AIM OF THE EXERCISE: Take each line in the entries below that holds "FromStr" and show it.

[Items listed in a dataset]
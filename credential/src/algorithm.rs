//! MAC algorithm selection for session-token signing.

use std::fmt;
use std::str::FromStr;

use crate::error::CredentialError;

/// Symmetric MAC schemes accepted for token signing.
///
/// Only authenticated HMAC variants are representable; the unauthenticated
/// `none` algorithm is rejected at parse time and again during token
/// validation.
#[derive(Debug, Clone, Copy, PartialEq, Eq)]
pub enum MacAlgorithm {
    /// HMAC with SHA-256.
    HS256,
    /// HMAC with SHA-384.
    HS384,
    /// HMAC with SHA-512.
    HS512,
}

impl MacAlgorithm {
    /// Wire-format name used in the token header's `alg` field.
    #[must_use]
    pub const fn name(self) -> &'static str {
        match self {
            MacAlgorithm::HS256 => "HS256",
            MacAlgorithm::HS384 => "HS384",
            MacAlgorithm::HS512 => "HS512",
        }
    }
}

impl fmt::Display for MacAlgorithm {
    fn fmt(&self, f: &mut fmt::Formatter<'_>) -> fmt::Result {
        f.write_str(self.name())
    }
}

impl FromStr for MacAlgorithm {
    type Err = CredentialError;

    fn from_str(s: &str) -> Result<Self, Self::Err> {
        match s {
            "HS256" => Ok(MacAlgorithm::HS256),
            "HS384" => Ok(MacAlgorithm::HS384),
            "HS512" => Ok(MacAlgorithm::HS512),
            other if other.eq_ignore_ascii_case("none") => Err(
                CredentialError::configuration("unauthenticated \"none\" algorithm is not permitted"),
            ),
            other => Err(CredentialError::ConfigurationError(format!(
                "unsupported MAC algorithm: {other}"
            ))),
        }
    }
}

OUTPUT:
use std::str::FromStr;
impl FromStr for MacAlgorithm {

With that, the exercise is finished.